=== Exercise data ===

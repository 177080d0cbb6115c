//! The typed value model: one `Object` per key, carrying one of six
//! encodings plus a type tag, an access timestamp, and an expiry.
//!
//! A tagged enum replaces a class hierarchy here for the same reason
//! `Piece` does for replies: commands match on the encoding directly, and
//! the invariant "this type always carries that encoding" is enforced by
//! construction rather than by a virtual dispatch table.

use std::collections::{BTreeSet, HashMap, HashSet, VecDeque};
use std::time::{SystemTime, UNIX_EPOCH};

use bytes::Bytes;

/// Current time as a monotone-epoch millisecond timestamp. The spec
/// normalizes all of the source's inconsistent clock drafts (wall-clock
/// seconds in some, milliseconds in others) to this single representation.
pub fn now_ms() -> i64 {
    SystemTime::now()
        .duration_since(UNIX_EPOCH)
        .expect("system clock before unix epoch")
        .as_millis() as i64
}

/// The externally visible type of a key, independent of its storage
/// encoding (e.g. both `Int` and `Raw` report `String`).
#[derive(Debug, Clone, Copy, PartialEq, Eq)]
pub enum ObjType {
    String,
    List,
    Hash,
    Set,
    SortedSet,
}

impl ObjType {
    pub fn as_str(&self) -> &'static str {
        match self {
            ObjType::String => "string",
            ObjType::List => "list",
            ObjType::Hash => "hash",
            ObjType::Set => "set",
            ObjType::SortedSet => "zset",
        }
    }
}

/// One of the six storage encodings. A `String` object is always `Int` or
/// `Raw`; the others each have exactly one corresponding encoding.
#[derive(Debug, Clone)]
pub enum Encoding {
    Int(i64),
    Raw(Bytes),
    LinkedList(VecDeque<Bytes>),
    HashTable(HashMap<Bytes, Bytes>),
    HashSet(HashSet<Bytes>),
    SortedSet(BTreeSet<Bytes>),
}

impl Encoding {
    fn obj_type(&self) -> ObjType {
        match self {
            Encoding::Int(_) | Encoding::Raw(_) => ObjType::String,
            Encoding::LinkedList(_) => ObjType::List,
            Encoding::HashTable(_) => ObjType::Hash,
            Encoding::HashSet(_) => ObjType::Set,
            Encoding::SortedSet(_) => ObjType::SortedSet,
        }
    }

    /// Name `OBJECT ENCODING` reports for this storage form.
    pub fn name(&self) -> &'static str {
        match self {
            Encoding::Int(_) => "int",
            Encoding::Raw(_) => "raw",
            Encoding::LinkedList(_) => "linkedlist",
            Encoding::HashTable(_) => "hashtable",
            Encoding::HashSet(_) => "hashtable",
            Encoding::SortedSet(_) => "skiplist",
        }
    }
}

/// A single keyspace value: encoding, last-access timestamp, and expiry.
#[derive(Debug, Clone)]
pub struct Object {
    encoding: Encoding,
    access_time_ms: i64,
    /// `None` means "never expires"; `Some(t)` with `t <= now` means
    /// logically deleted but not yet physically removed.
    expire_time_ms: Option<i64>,
}

impl Object {
    fn new(encoding: Encoding) -> Object {
        Object {
            encoding,
            access_time_ms: now_ms(),
            expire_time_ms: None,
        }
    }

    /// Store `bytes` as a string value. Parses as a signed 64-bit decimal
    /// first and falls back to raw storage — purely an optimization, never
    /// observable by a client (`STRLEN`/`APPEND`/`GETRANGE` must behave as
    /// if the textual form were always present).
    pub fn new_string(bytes: Bytes) -> Object {
        match parse_strict_i64(&bytes) {
            Some(n) => Object::new(Encoding::Int(n)),
            None => Object::new(Encoding::Raw(bytes)),
        }
    }

    pub fn new_list(items: VecDeque<Bytes>) -> Object {
        Object::new(Encoding::LinkedList(items))
    }

    pub fn new_hash(map: HashMap<Bytes, Bytes>) -> Object {
        Object::new(Encoding::HashTable(map))
    }

    pub fn new_set(set: HashSet<Bytes>) -> Object {
        Object::new(Encoding::HashSet(set))
    }

    pub fn new_sorted_set(set: BTreeSet<Bytes>) -> Object {
        Object::new(Encoding::SortedSet(set))
    }

    pub fn obj_type(&self) -> ObjType {
        self.encoding.obj_type()
    }

    pub fn encoding(&self) -> &Encoding {
        &self.encoding
    }

    pub fn encoding_mut(&mut self) -> &mut Encoding {
        &mut self.encoding
    }

    /// The textual form of a string value, regardless of storage encoding.
    /// Panics if called on a non-`String` object — accessing the wrong
    /// encoding accessor is a contract violation, not a runtime condition
    /// callers should recover from.
    pub fn string_bytes(&self) -> Bytes {
        match &self.encoding {
            Encoding::Int(n) => Bytes::from(n.to_string()),
            Encoding::Raw(b) => b.clone(),
            _ => panic!("string_bytes() called on a non-string object"),
        }
    }

    pub fn set_string(&mut self, bytes: Bytes) {
        self.encoding = match parse_strict_i64(&bytes) {
            Some(n) => Encoding::Int(n),
            None => Encoding::Raw(bytes),
        };
    }

    /// `-1` if the key never expires, otherwise the milliseconds remaining
    /// (clamped to zero once past expiry).
    pub fn pttl(&self, now: i64) -> i64 {
        match self.expire_time_ms {
            None => -1,
            Some(t) => (t - now).max(0),
        }
    }

    /// `msec == -1` clears the expiry; otherwise sets it `msec`
    /// milliseconds from `now` (which may already be in the past).
    pub fn set_pttl(&mut self, msec: i64, now: i64) {
        self.expire_time_ms = if msec == -1 { None } else { Some(now + msec) };
    }

    pub fn has_expiry(&self) -> bool {
        self.expire_time_ms.is_some()
    }

    pub fn is_logically_expired(&self, now: i64) -> bool {
        matches!(self.expire_time_ms, Some(t) if t <= now)
    }

    pub fn touch(&mut self, now: i64) {
        self.access_time_ms = now;
    }

    pub fn idle_time_ms(&self, now: i64) -> i64 {
        (now - self.access_time_ms).max(0)
    }
}

fn parse_strict_i64(bytes: &[u8]) -> Option<i64> {
    let s = std::str::from_utf8(bytes).ok()?;
    if s.is_empty() {
        return None;
    }
    // reject forms like "+1", "01", " 1" that i64::from_str_radix/parse would
    // otherwise accept or reject inconsistently with redis's integer encoding
    let digits = s.strip_prefix('-').unwrap_or(s);
    if digits.is_empty() || !digits.bytes().all(|b| b.is_ascii_digit()) {
        return None;
    }
    if digits.len() > 1 && digits.starts_with('0') {
        return None;
    }
    s.parse::<i64>().ok()
}

#[cfg(test)]
mod tests {
    use super::*;

    #[test]
    fn plain_decimal_strings_encode_as_int() {
        let obj = Object::new_string(Bytes::from_static(b"42"));
        assert_eq!(obj.encoding().name(), "int");
        assert_eq!(obj.string_bytes(), Bytes::from_static(b"42"));
    }

    #[test]
    fn non_canonical_decimals_stay_raw() {
        for v in [&b"+1"[..], b"01", b" 1", b"1 ", b"abc", b""] {
            let obj = Object::new_string(Bytes::copy_from_slice(v));
            assert_eq!(obj.encoding().name(), "raw", "{:?}", v);
        }
    }

    #[test]
    fn pttl_reports_negative_one_when_never_expires() {
        let obj = Object::new_string(Bytes::from_static(b"x"));
        assert_eq!(obj.pttl(now_ms()), -1);
    }

    #[test]
    fn set_pttl_then_pttl_is_within_epsilon_of_requested() {
        let mut obj = Object::new_string(Bytes::from_static(b"x"));
        let now = now_ms();
        obj.set_pttl(1000, now);
        let left = obj.pttl(now);
        assert!(left <= 1000 && left >= 990, "left={left}");
    }

    #[test]
    fn zero_pttl_is_logically_expired_immediately() {
        let mut obj = Object::new_string(Bytes::from_static(b"x"));
        let now = now_ms();
        obj.set_pttl(0, now);
        assert!(obj.is_logically_expired(now));
    }
}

===

■ **Work item**
Write out every entry above exactly as given.

■ **The completed task**
repository 177080d0cbb6115c
//! The typed value model: one `Object` per key, carrying one of six
//! encodings plus a type tag, an access timestamp, and an expiry.
//!
//! A tagged enum replaces a class hierarchy here for the same reason
//! `Piece` does for replies: commands match on the encoding directly, and
//! the invariant "this type always carries that encoding" is enforced by
//! construction rather than by a virtual dispatch table.

use std::collections::{BTreeSet, HashMap, HashSet, VecDeque};
use std::time::{SystemTime, UNIX_EPOCH};

use bytes::Bytes;

/// Current time as a monotone-epoch millisecond timestamp. The spec
/// normalizes all of the source's inconsistent clock drafts (wall-clock
/// seconds in some, milliseconds in others) to this single representation.
pub fn now_ms() -> i64 {
    SystemTime::now()
        .duration_since(UNIX_EPOCH)
        .expect("system clock before unix epoch")
        .as_millis() as i64
}

/// The externally visible type of a key, independent of its storage
/// encoding (e.g. both `Int` and `Raw` report `String`).
#[derive(Debug, Clone, Copy, PartialEq, Eq)]
pub enum ObjType {
    String,
    List,
    Hash,
    Set,
    SortedSet,
}

impl ObjType {
    pub fn as_str(&self) -> &'static str {
        match self {
            ObjType::String => "string",
            ObjType::List => "list",
            ObjType::Hash => "hash",
            ObjType::Set => "set",
            ObjType::SortedSet => "zset",
        }
    }
}

/// One of the six storage encodings. A `String` object is always `Int` or
/// `Raw`; the others each have exactly one corresponding encoding.
#[derive(Debug, Clone)]
pub enum Encoding {
    Int(i64),
    Raw(Bytes),
    LinkedList(VecDeque<Bytes>),
    HashTable(HashMap<Bytes, Bytes>),
    HashSet(HashSet<Bytes>),
    SortedSet(BTreeSet<Bytes>),
}

impl Encoding {
    fn obj_type(&self) -> ObjType {
        match self {
            Encoding::Int(_) | Encoding::Raw(_) => ObjType::String,
            Encoding::LinkedList(_) => ObjType::List,
            Encoding::HashTable(_) => ObjType::Hash,
            Encoding::HashSet(_) => ObjType::Set,
            Encoding::SortedSet(_) => ObjType::SortedSet,
        }
    }

    /// Name `OBJECT ENCODING` reports for this storage form.
    pub fn name(&self) -> &'static str {
        match self {
            Encoding::Int(_) => "int",
            Encoding::Raw(_) => "raw",
            Encoding::LinkedList(_) => "linkedlist",
            Encoding::HashTable(_) => "hashtable",
            Encoding::HashSet(_) => "hashtable",
            Encoding::SortedSet(_) => "skiplist",
        }
    }
}

/// A single keyspace value: encoding, last-access timestamp, and expiry.
#[derive(Debug, Clone)]
pub struct Object {
    encoding: Encoding,
    access_time_ms: i64,
    /// `None` means "never expires"; `Some(t)` with `t <= now` means
    /// logically deleted but not yet physically removed.
    expire_time_ms: Option<i64>,
}

impl Object {
    fn new(encoding: Encoding) -> Object {
        Object {
            encoding,
            access_time_ms: now_ms(),
            expire_time_ms: None,
        }
    }

    /// Store `bytes` as a string value. Parses as a signed 64-bit decimal
    /// first and falls back to raw storage — purely an optimization, never
    /// observable by a client (`STRLEN`/`APPEND`/`GETRANGE` must behave as
    /// if the textual form were always present).
    pub fn new_string(bytes: Bytes) -> Object {
        match parse_strict_i64(&bytes) {
            Some(n) => Object::new(Encoding::Int(n)),
            None => Object::new(Encoding::Raw(bytes)),
        }
    }

    pub fn new_list(items: VecDeque<Bytes>) -> Object {
        Object::new(Encoding::LinkedList(items))
    }

    pub fn new_hash(map: HashMap<Bytes, Bytes>) -> Object {
        Object::new(Encoding::HashTable(map))
    }

    pub fn new_set(set: HashSet<Bytes>) -> Object {
        Object::new(Encoding::HashSet(set))
    }

    pub fn new_sorted_set(set: BTreeSet<Bytes>) -> Object {
        Object::new(Encoding::SortedSet(set))
    }

    pub fn obj_type(&self) -> ObjType {
        self.encoding.obj_type()
    }

    pub fn encoding(&self) -> &Encoding {
        &self.encoding
    }

    pub fn encoding_mut(&mut self) -> &mut Encoding {
        &mut self.encoding
    }

    /// The textual form of a string value, regardless of storage encoding.
    /// Panics if called on a non-`String` object — accessing the wrong
    /// encoding accessor is a contract violation, not a runtime condition
    /// callers should recover from.
    pub fn string_bytes(&self) -> Bytes {
        match &self.encoding {
            Encoding::Int(n) => Bytes::from(n.to_string()),
            Encoding::Raw(b) => b.clone(),
            _ => panic!("string_bytes() called on a non-string object"),
        }
    }

    pub fn set_string(&mut self, bytes: Bytes) {
        self.encoding = match parse_strict_i64(&bytes) {
            Some(n) => Encoding::Int(n),
            None => Encoding::Raw(bytes),
        };
    }

    /// `-1` if the key never expires, otherwise the milliseconds remaining
    /// (clamped to zero once past expiry).
    pub fn pttl(&self, now: i64) -> i64 {
        match self.expire_time_ms {
            None => -1,
            Some(t) => (t - now).max(0),
        }
    }

    /// `msec == -1` clears the expiry; otherwise sets it `msec`
    /// milliseconds from `now` (which may already be in the past).
    pub fn set_pttl(&mut self, msec: i64, now: i64) {
        self.expire_time_ms = if msec == -1 { None } else { Some(now + msec) };
    }

    pub fn has_expiry(&self) -> bool {
        self.expire_time_ms.is_some()
    }

    pub fn is_logically_expired(&self, now: i64) -> bool {
        matches!(self.expire_time_ms, Some(t) if t <= now)
    }

    pub fn touch(&mut self, now: i64) {
        self.access_time_ms = now;
    }

    pub fn idle_time_ms(&self, now: i64) -> i64 {
        (now - self.access_time_ms).max(0)
    }
}

fn parse_strict_i64(bytes: &[u8]) -> Option<i64> {
    let s = std::str::from_utf8(bytes).ok()?;
    if s.is_empty() {
        return None;
    }
    // reject forms like "+1", "01", " 1" that i64::from_str_radix/parse would
    // otherwise accept or reject inconsistently with redis's integer encoding
    let digits = s.strip_prefix('-').unwrap_or(s);
    if digits.is_empty() || !digits.bytes().all(|b| b.is_ascii_digit()) {
        return None;
    }
    if digits.len() > 1 && digits.starts_with('0') {
        return None;
    }
    s.parse::<i64>().ok()
}

#[cfg(test)]
mod tests {
    use super::*;

    #[test]
    fn plain_decimal_strings_encode_as_int() {
        let obj = Object::new_string(Bytes::from_static(b"42"));
        assert_eq!(obj.encoding().name(), "int");
        assert_eq!(obj.string_bytes(), Bytes::from_static(b"42"));
    }

    #[test]
    fn non_canonical_decimals_stay_raw() {
        for v in [&b"+1"[..], b"01", b" 1", b"1 ", b"abc", b""] {
            let obj = Object::new_string(Bytes::copy_from_slice(v));
            assert_eq!(obj.encoding().name(), "raw", "{:?}", v);
        }
    }

    #[test]
    fn pttl_reports_negative_one_when_never_expires() {
        let obj = Object::new_string(Bytes::from_static(b"x"));
        assert_eq!(obj.pttl(now_ms()), -1);
    }

    #[test]
    fn set_pttl_then_pttl_is_within_epsilon_of_requested() {
        let mut obj = Object::new_string(Bytes::from_static(b"x"));
        let now = now_ms();
        obj.set_pttl(1000, now);
        let left = obj.pttl(now);
        assert!(left <= 1000 && left >= 990, "left={left}");
    }

    #[test]
    fn zero_pttl_is_logically_expired_immediately() {
        let mut obj = Object::new_string(Bytes::from_static(b"x"));
        let now = now_ms();
        obj.set_pttl(0, now);
        assert!(obj.is_logically_expired(now));
    }
}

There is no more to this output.